Ehler Martin, Rajapakse Vinodh N, Zeeberg Barry R, Brooks Brian P, Brown Jacob, Czaja Wojciech, Bonner Robert F
National Institutes of Health, Eunice Kennedy Shriver National Institute of Child Health and Human Development, Section on Medical Biophysics, Bethesda MD 20892, USA.
BMC Proc. 2011 May 28;5 Suppl 2(Suppl 2):S3. doi: 10.1186/1753-6561-5-S2-S3.
The gene networks underlying closure of the optic fissure during vertebrate eye development are not well-understood. We use a novel clustering method based on nonlinear dimension reduction with data labeling to analyze microarray data from laser capture microdissected (LCM) cells at the site and developmental stages (days 10.5 to 12.5) of optic fissure closure.
Our nonlinear methods created clusters of genes that mapped onto more specific biological processes and functions related to eye development as defined by Gene Ontology at lower false discovery rates than conventional linear cluster algorithms. Our new methods build on the advantages of LCM to isolate pure phenotypic populations within complex tissues in order to identify systems biology relationships among critical gene products expressed at lower copy number.

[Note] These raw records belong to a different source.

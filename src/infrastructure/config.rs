use crate::domain::models::{validate_complexity, validate_positive_minutes, MeetingPolicy};
use crate::infrastructure::analysis_client::AnalysisSettings;
use crate::infrastructure::error::InfraError;
use serde::{Deserialize, Serialize};
use std::collections::HashMap;
use std::fs;
use std::path::Path;
use tracing::warn;

const APP_JSON: &str = "app.json";
const POLICIES_JSON: &str = "policies.json";
const AGENDA_JSON: &str = "agenda.json";

pub const API_KEY_ENV_KEYS: &[&str] = &["HUDDLE_OPENAI_API_KEY", "OPENAI_API_KEY"];
pub const BASE_URL_ENV_KEYS: &[&str] = &["HUDDLE_ANALYSIS_BASE_URL"];

#[derive(Debug, Serialize, Deserialize)]
pub struct ConfigBundle {
    pub app: serde_json::Value,
    pub policies: serde_json::Value,
    pub agenda: serde_json::Value,
}

/// One agenda entry as written in `agenda.json`, before it is given an id.
#[derive(Debug, Clone, Serialize, Deserialize, PartialEq)]
#[serde(rename_all = "camelCase")]
pub struct AgendaDraft {
    pub title: String,
    pub estimated_minutes: f64,
    #[serde(default)]
    pub complexity: Option<u8>,
    #[serde(default)]
    pub goal: Option<String>,
}

impl AgendaDraft {
    pub fn validate(&self) -> Result<(), String> {
        if self.title.trim().is_empty() {
            return Err("agenda.items[].title must not be empty".to_string());
        }
        validate_positive_minutes(self.estimated_minutes, "agenda.items[].estimatedMinutes")?;
        if let Some(complexity) = self.complexity {
            validate_complexity(complexity)?;
        }
        Ok(())
    }
}

fn default_files() -> HashMap<&'static str, serde_json::Value> {
    HashMap::from([
        (
            APP_JSON,
            serde_json::json!({
                "schema": 1,
                "appName": "Huddle",
                "analysis": {
                    "baseUrl": "https://api.openai.com/v1",
                    "model": "gpt-3.5-turbo",
                    "maxTokens": 150,
                    "temperature": 0.3
                }
            }),
        ),
        (
            POLICIES_JSON,
            serde_json::json!({
                "schema": 1,
                "popupLeadSeconds": 30,
                "autoResolveSeconds": 60,
                "extensionMinutes": 1,
                "tickMillis": 1000
            }),
        ),
        (
            AGENDA_JSON,
            serde_json::json!({
                "schema": 1,
                "items": [
                    {
                        "title": "Problem Identification",
                        "estimatedMinutes": 0.5,
                        "complexity": 5,
                        "goal": "Define the core meeting efficiency problem we're solving"
                    },
                    {
                        "title": "Solution Architecture",
                        "estimatedMinutes": 0.5,
                        "complexity": 8,
                        "goal": "Explain how the assistant keeps meetings efficient and builds consensus in real time"
                    },
                    {
                        "title": "Feature Demonstration",
                        "estimatedMinutes": 0.5,
                        "complexity": 6,
                        "goal": "Show key capabilities"
                    },
                    {
                        "title": "Conclusion",
                        "estimatedMinutes": 0.5,
                        "complexity": 3,
                        "goal": "Summarize and close"
                    }
                ]
            }),
        ),
    ])
}

pub fn ensure_default_configs(config_dir: &Path) -> Result<(), InfraError> {
    for (name, value) in default_files() {
        let path = config_dir.join(name);
        if !path.exists() {
            let formatted = serde_json::to_string_pretty(&value)?;
            fs::write(path, format!("{formatted}\n"))?;
        }
    }
    Ok(())
}

fn read_config(path: &Path) -> Result<serde_json::Value, InfraError> {
    let raw = fs::read_to_string(path)?;
    let parsed: serde_json::Value = serde_json::from_str(&raw)?;
    let schema = parsed
        .get("schema")
        .and_then(serde_json::Value::as_u64)
        .ok_or_else(|| InfraError::InvalidConfig(format!("missing schema in {}", path.display())))?;
    if schema != 1 {
        return Err(InfraError::InvalidConfig(format!(
            "unsupported schema {} in {}",
            schema,
            path.display()
        )));
    }
    Ok(parsed)
}

pub fn load_configs(config_dir: &Path) -> Result<ConfigBundle, InfraError> {
    Ok(ConfigBundle {
        app: read_config(&config_dir.join(APP_JSON))?,
        policies: read_config(&config_dir.join(POLICIES_JSON))?,
        agenda: read_config(&config_dir.join(AGENDA_JSON))?,
    })
}

/// Reads `policies.json`. Fields that are missing or out of range keep their
/// defaults.
pub fn read_meeting_policy(config_dir: &Path) -> Result<MeetingPolicy, InfraError> {
    let parsed = read_config(&config_dir.join(POLICIES_JSON))?;
    let mut policy = MeetingPolicy::default();

    if let Some(value) = positive_u64(&parsed, "popupLeadSeconds") {
        policy.popup_lead_seconds = value.min(u64::from(u32::MAX)) as u32;
    }
    if let Some(value) = positive_u64(&parsed, "autoResolveSeconds") {
        policy.auto_resolve_seconds = value.min(u64::from(u32::MAX)) as u32;
    }
    if let Some(value) = parsed
        .get("extensionMinutes")
        .and_then(serde_json::Value::as_f64)
        .filter(|value| value.is_finite() && *value > 0.0)
    {
        policy.extension_minutes = value;
    }
    if let Some(value) = positive_u64(&parsed, "tickMillis") {
        policy.tick_millis = value;
    }

    Ok(policy)
}

fn positive_u64(parsed: &serde_json::Value, key: &str) -> Option<u64> {
    parsed
        .get(key)
        .and_then(serde_json::Value::as_u64)
        .filter(|value| *value > 0)
}

/// Reads the default agenda from `agenda.json`, skipping invalid entries.
pub fn read_default_agenda(config_dir: &Path) -> Result<Vec<AgendaDraft>, InfraError> {
    let path = config_dir.join(AGENDA_JSON);
    let parsed = read_config(&path)?;
    let Some(items) = parsed.get("items").and_then(serde_json::Value::as_array) else {
        return Err(InfraError::InvalidConfig(format!(
            "missing items array in {}",
            path.display()
        )));
    };

    let mut drafts = Vec::with_capacity(items.len());
    for (position, raw) in items.iter().enumerate() {
        let draft = match serde_json::from_value::<AgendaDraft>(raw.clone()) {
            Ok(draft) => draft,
            Err(error) => {
                warn!(position, %error, "skipping unreadable agenda entry");
                continue;
            }
        };
        if let Err(message) = draft.validate() {
            warn!(position, %message, "skipping invalid agenda entry");
            continue;
        }
        drafts.push(AgendaDraft {
            title: draft.title.trim().to_string(),
            ..draft
        });
    }
    Ok(drafts)
}

pub fn read_analysis_settings<F>(config_dir: &Path, lookup: F) -> Result<AnalysisSettings, InfraError>
where
    F: Fn(&str) -> Option<String>,
{
    let app = read_config(&config_dir.join(APP_JSON))?;
    let mut settings = AnalysisSettings::default();
    let analysis = app.get("analysis");

    if let Some(base_url) = analysis
        .and_then(|value| value.get("baseUrl"))
        .and_then(serde_json::Value::as_str)
        .map(str::trim)
        .filter(|value| !value.is_empty())
    {
        settings.base_url = base_url.to_string();
    }
    if let Some(model) = analysis
        .and_then(|value| value.get("model"))
        .and_then(serde_json::Value::as_str)
        .map(str::trim)
        .filter(|value| !value.is_empty())
    {
        settings.model = model.to_string();
    }
    if let Some(max_tokens) = analysis
        .and_then(|value| value.get("maxTokens"))
        .and_then(serde_json::Value::as_u64)
        .filter(|value| *value > 0)
    {
        settings.max_tokens = max_tokens.min(u64::from(u32::MAX)) as u32;
    }
    if let Some(temperature) = analysis
        .and_then(|value| value.get("temperature"))
        .and_then(serde_json::Value::as_f64)
        .filter(|value| value.is_finite() && *value >= 0.0)
    {
        settings.temperature = temperature;
    }

    if let Some(base_url) = optional_lookup_value(&lookup, BASE_URL_ENV_KEYS) {
        settings.base_url = base_url;
    }
    settings.api_key = optional_lookup_value(&lookup, API_KEY_ENV_KEYS);
    Ok(settings)
}

pub fn read_app_name(config_dir: &Path) -> Result<String, InfraError> {
    let app = read_config(&config_dir.join(APP_JSON))?;
    let name = app
        .get("appName")
        .and_then(serde_json::Value::as_str)
        .map(str::trim)
        .filter(|value| !value.is_empty())
        .unwrap_or("Huddle");
    Ok(name.to_string())
}

fn optional_lookup_value<F>(lookup: &F, keys: &[&str]) -> Option<String>
where
    F: Fn(&str) -> Option<String>,
{
    for key in keys {
        if let Some(value) = lookup(key) {
            let normalized = value.trim();
            if !normalized.is_empty() {
                return Some(normalized.to_string());
            }
        }
    }
    None
}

The combination of LCM of embryonic organs, gene expression microarrays, and nonlinear dimension reduction with labeling is a potentially useful approach to extract subtle spatial and temporal co-variations within the gene regulatory networks that specify mammalian organogenesis and organ function. Our results motivate further analysis of nonlinear dimension reduction with labeling within other microarray data sets from LCM dissected tissues or other cell specific samples to determine the more general utility of our method for uncovering more specific biological functional relationships.

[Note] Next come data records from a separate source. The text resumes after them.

#[cfg(test)]
mod tests {
    use super::*;
    use crate::domain::schedule::offset_instant;
    use chrono::Duration;
    use proptest::prelude::*;

    fn meeting_start() -> DateTime<Utc> {
        DateTime::parse_from_rfc3339("2026-02-16T09:00:00Z")
            .expect("valid datetime")
            .with_timezone(&Utc)
    }

    fn at_minutes(minutes: f64) -> DateTime<Utc> {
        offset_instant(meeting_start(), minutes)
    }

    fn at_seconds(seconds: i64) -> DateTime<Utc> {
        meeting_start() + Duration::seconds(seconds)
    }

    fn agenda(minutes: &[f64]) -> Vec<AgendaItem> {
        minutes
            .iter()
            .enumerate()
            .map(|(index, value)| AgendaItem::new(format!("itm-{index}"), format!("Item {index}"), *value))
            .collect()
    }

    fn started(minutes: &[f64]) -> ProgressionController {
        let mut controller = ProgressionController::new(MeetingPolicy::default());
        controller
            .start(agenda(minutes), Some(meeting_start()))
            .expect("start meeting");
        controller
    }

    fn completed_indices(events: &[MeetingEvent]) -> Vec<usize> {
        events
            .iter()
            .filter_map(|event| match event {
                MeetingEvent::ItemCompleted { index, .. } => Some(*index),
                _ => None,
            })
            .collect()
    }

    fn opened_indices(events: &[MeetingEvent]) -> Vec<usize> {
        events
            .iter()
            .filter_map(|event| match event {
                MeetingEvent::PopupOpened { index, .. } => Some(*index),
                _ => None,
            })
            .collect()
    }

    #[test]
    fn first_item_active_one_minute_in() {
        let mut controller = started(&[2.0, 3.0]);
        let events = controller.tick(at_minutes(1.0));
        assert!(events.is_empty());

        let snapshot = controller.snapshot(at_minutes(1.0));
        let schedule = snapshot.schedule.expect("schedule");
        assert_eq!(snapshot.active_index, Some(0));
        assert!((schedule.time_remaining_minutes - 1.0).abs() < 1e-9);
    }

    #[test]
    fn crossing_boundary_completes_previous_item_once() {
        let mut controller = started(&[2.0, 3.0]);
        let mut events = controller.tick(at_minutes(1.0));
        events.extend(controller.tick(at_minutes(2.5)));
        events.extend(controller.tick(at_minutes(2.6)));

        assert_eq!(completed_indices(&events), vec![0]);
        assert!(events.contains(&MeetingEvent::ActiveIndexChanged { from: 0, to: 1 }));
        assert_eq!(controller.active_index(), Some(1));
        assert!(controller.items()[0].completed);
        assert!(!controller.items()[1].completed);

        let schedule = controller.snapshot(at_minutes(2.5)).schedule.expect("schedule");
        assert!((schedule.time_remaining_minutes - 2.5).abs() < 1e-9);
    }

    #[test]
    fn unanswered_prompt_extends_after_timeout() {
        let mut controller = started(&[1.0]);
        assert!(controller.tick(at_minutes(0.0)).is_empty());

        let opened = controller.tick(at_minutes(0.6));
        assert_eq!(
            opened,
            vec![MeetingEvent::PopupOpened {
                index: 0,
                opened_at: at_minutes(0.6)
            }]
        );

        // Held open past its boundary while the prompt waits.
        assert!(controller.tick(at_minutes(1.3)).is_empty());
        assert!(!controller.items()[0].completed);

        let resolved = controller.tick(at_minutes(1.6));
        assert_eq!(
            resolved,
            vec![
                MeetingEvent::PopupResolved {
                    index: 0,
                    resolution: PopupResolution::ExtendTime,
                    automatic: true
                },
                MeetingEvent::ExtensionGranted {
                    index: 0,
                    minutes: 1.0,
                    total_minutes: 1.0
                },
            ]
        );
        assert_eq!(controller.ledger().total_extension_minutes(), 1.0);
        let snapshot = controller.snapshot(at_minutes(1.6));
        assert_eq!(snapshot.slots[0].end_at, at_minutes(2.0));
        assert_eq!(snapshot.popup, PopupState::Hidden);

        let finished = controller.tick(at_minutes(2.0));
        assert_eq!(completed_indices(&finished), vec![0]);
        assert!(controller.is_finished());
    }

    #[test]
    fn sequential_extensions_push_later_items() {
        let mut controller = started(&[1.0, 1.0]);
        controller.tick(at_minutes(0.2));
        controller.grant_extension(1.0).expect("first grant");
        controller.grant_extension(1.0).expect("second grant");

        let snapshot = controller.snapshot(at_minutes(0.2));
        assert_eq!(snapshot.total_extension_minutes, 2.0);
        assert_eq!(snapshot.slots[0].end_at, at_minutes(3.0));
        assert_eq!(snapshot.slots[1].end_at, at_minutes(4.0));
    }

    #[test]
    fn stalled_clock_completes_skipped_items_in_order() {
        let mut controller = started(&[1.0, 1.0, 1.0, 1.0]);
        controller.tick(at_minutes(0.1));
        let events = controller.tick(at_minutes(3.4));

        assert_eq!(completed_indices(&events), vec![0, 1, 2]);
        assert!(events.contains(&MeetingEvent::ActiveIndexChanged { from: 0, to: 3 }));
        assert!(opened_indices(&events).is_empty());
        assert_eq!(controller.active_index(), Some(3));
    }

    #[test]
    fn stall_past_final_boundary_finishes_everything_without_prompt() {
        let mut controller = started(&[1.0, 1.0]);
        controller.tick(at_minutes(0.1));
        let events = controller.tick(at_minutes(10.0));
        assert_eq!(completed_indices(&events), vec![0, 1]);
        assert!(opened_indices(&events).is_empty());
        assert!(controller.is_finished());

        assert!(controller.tick(at_minutes(11.0)).is_empty());
        assert!(controller.tick(at_minutes(20.0)).is_empty());
    }

    #[test]
    fn dense_ticking_shows_each_prompt_once() {
        let mut controller = started(&[1.0, 1.0]);
        let mut events = Vec::new();
        for second in 0..=600 {
            events.extend(controller.tick(at_seconds(second)));
        }

        assert_eq!(opened_indices(&events), vec![0, 1]);
        assert_eq!(completed_indices(&events), vec![0, 1]);
        assert_eq!(controller.ledger().total_extension_minutes(), 2.0);
        assert!(controller.is_finished());
    }

    #[test]
    fn decide_releases_held_item_immediately() {
        let mut controller = started(&[1.0, 2.0]);
        controller.tick(at_minutes(0.6));
        assert!(controller.popup_state() != PopupState::Hidden);

        assert!(controller.tick(at_minutes(1.2)).is_empty());
        let events = controller.resolve_popup(PopupResolution::Decide, at_minutes(1.2));

        assert_eq!(
            events[0],
            MeetingEvent::PopupResolved {
                index: 0,
                resolution: PopupResolution::Decide,
                automatic: false
            }
        );
        assert_eq!(completed_indices(&events), vec![0]);
        assert_eq!(controller.active_index(), Some(1));
        assert_eq!(controller.ledger().total_extension_minutes(), 0.0);
    }

    #[test]
    fn answer_racing_timeout_grants_once() {
        let mut controller = started(&[1.0, 1.0]);
        controller.tick(at_minutes(0.6));

        let timed_out = controller.tick(at_minutes(1.6));
        assert_eq!(controller.ledger().total_extension_minutes(), 1.0);
        assert!(timed_out.iter().any(|event| matches!(event, MeetingEvent::ExtensionGranted { .. })));

        let late_answer = controller.resolve_popup(PopupResolution::ExtendTime, at_minutes(1.6));
        assert!(late_answer.is_empty());
        assert!(controller.resolve_popup(PopupResolution::Decide, at_minutes(1.6)).is_empty());
        assert_eq!(controller.ledger().total_extension_minutes(), 1.0);
    }

    #[test]
    fn explicit_more_time_extends_current_item() {
        let mut controller = started(&[1.0, 1.0]);
        controller.tick(at_minutes(0.6));
        let events = controller.resolve_popup(PopupResolution::ExtendTime, at_minutes(0.7));

        assert!(events.contains(&MeetingEvent::ExtensionGranted {
            index: 0,
            minutes: 1.0,
            total_minutes: 1.0
        }));
        let snapshot = controller.snapshot(at_minutes(0.7));
        assert_eq!(snapshot.slots[0].end_at, at_minutes(2.0));
        assert_eq!(snapshot.slots[1].end_at, at_minutes(3.0));
        assert!(opened_indices(&controller.tick(at_minutes(1.8))).is_empty());
    }

    #[test]
    fn no_prompt_for_item_ending_near_start() {
        let mut controller = started(&[0.4, 2.0]);
        assert!(opened_indices(&controller.tick(at_minutes(0.0))).is_empty());
        assert!(opened_indices(&controller.tick(at_minutes(0.2))).is_empty());
        let events = controller.tick(at_minutes(0.45));
        assert_eq!(completed_indices(&events), vec![0]);
        assert!(opened_indices(&events).is_empty());
    }

    #[test]
    fn empty_agenda_stays_idle() {
        let mut controller = ProgressionController::new(MeetingPolicy::default());
        let events = controller.start(Vec::new(), Some(meeting_start())).expect("start");
        assert!(events.is_empty());
        assert_eq!(controller.phase(), MeetingPhase::Idle);
        assert_eq!(controller.active_index(), None);
        assert!(controller.tick(at_minutes(5.0)).is_empty());
        assert!(controller.grant_extension(1.0).is_err());
    }

    #[test]
    fn start_instant_defaults_to_first_tick() {
        let mut controller = ProgressionController::new(MeetingPolicy::default());
        controller.start(agenda(&[1.0]), None).expect("start");
        assert_eq!(controller.phase(), MeetingPhase::Pending);
        assert_eq!(controller.meeting_start(), None);

        let events = controller.tick(at_minutes(3.0));
        assert_eq!(
            events,
            vec![MeetingEvent::MeetingStarted {
                start_at: at_minutes(3.0)
            }]
        );
        assert_eq!(controller.meeting_start(), Some(at_minutes(3.0)));
        assert_eq!(completed_indices(&controller.tick(at_minutes(4.0))), vec![0]);
    }

    #[test]
    fn start_twice_is_rejected() {
        let mut controller = started(&[1.0]);
        assert!(matches!(
            controller.start(agenda(&[1.0]), None),
            Err(InfraError::InvalidInput(_))
        ));
    }

    #[test]
    fn reset_hides_prompt_and_stops_progress() {
        let mut controller = started(&[1.0, 1.0]);
        controller.tick(at_minutes(0.6));
        assert!(controller.popup_state() != PopupState::Hidden);

        controller.reset();
        assert_eq!(controller.popup_state(), PopupState::Hidden);
        assert_eq!(controller.phase(), MeetingPhase::Idle);
        assert!(controller.tick(at_minutes(5.0)).is_empty());
    }

    #[test]
    fn invalid_extension_is_rejected() {
        let mut controller = started(&[1.0]);
        assert!(matches!(
            controller.grant_extension(0.0),
            Err(InfraError::InvalidInput(_))
        ));
        assert!(controller.grant_extension(-2.0).is_err());
        assert_eq!(controller.ledger().total_extension_minutes(), 0.0);
    }

    #[test]
    fn already_completed_items_are_not_reported_again() {
        let mut items = agenda(&[1.0, 1.0]);
        items[0].completed = true;
        let mut controller = ProgressionController::new(MeetingPolicy::default());
        controller.start(items, Some(meeting_start())).expect("start");

        let events = controller.tick(at_minutes(1.5));
        assert!(completed_indices(&events).is_empty());
        assert_eq!(controller.active_index(), Some(1));
    }

    proptest! {
        #[test]
        fn completions_are_unique_and_ascending(
            durations in prop::collection::vec(0.1f64..3.0, 1..6),
            mut offsets in prop::collection::vec(0i64..1_800, 1..80),
            answers in prop::collection::vec(0u8..3, 80)
        ) {
            let mut controller = started(&durations);
            offsets.sort_unstable();

            let mut events = Vec::new();
            for (position, seconds) in offsets.iter().enumerate() {
                let now = at_seconds(*seconds);
                events.extend(controller.tick(now));
                match answers[position] {
                    1 => events.extend(controller.resolve_popup(PopupResolution::Decide, now)),
                    2 => events.extend(controller.resolve_popup(PopupResolution::ExtendTime, now)),
                    _ => {}
                }
            }

            let completed = completed_indices(&events);
            prop_assert!(completed.windows(2).all(|pair| pair[0] < pair[1]));

            let mut opened = opened_indices(&events);
            let opened_count = opened.len();
            opened.sort_unstable();
            opened.dedup();
            prop_assert_eq!(opened.len(), opened_count);

            let extend_answers = events
                .iter()
                .filter(|event| matches!(
                    event,
                    MeetingEvent::PopupResolved { resolution: PopupResolution::ExtendTime, .. }
                ))
                .count();
            let grants = events
                .iter()
                .filter(|event| matches!(event, MeetingEvent::ExtensionGranted { .. }))
                .count();
            prop_assert_eq!(extend_answers, grants);
        }
    }
}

脊椎动物眼睛发育过程中视神经裂闭合的基因网络尚未得到充分理解。我们使用一种基于非线性降维和数据标记的新型聚类方法,来分析来自视神经裂闭合部位及发育阶段(第10.5至12.5天)的激光捕获显微切割(LCM)细胞的微阵列数据。
我们的非线性方法创建了基因簇,这些基因簇映射到与眼睛发育相关的更具体的生物学过程和功能上,与传统线性聚类算法相比,其错误发现率更低,这是由基因本体论定义的。我们的新方法基于LCM的优势,在复杂组织中分离出纯表型群体,以便识别低拷贝数表达的关键基因产物之间的系统生物学关系。
胚胎器官的LCM、基因表达微阵列以及带标记的非线性降维相结合,是一种潜在有用的方法,可用于提取基因调控网络中细微的时空协变,这些基因调控网络决定了哺乳动物的器官发生和器官功能。我们的结果促使对来自LCM切割组织或其他细胞特异性样本的其他微阵列数据集中带标记的非线性降维进行进一步分析,以确定我们的方法在揭示更具体的生物学功能关系方面的更普遍效用。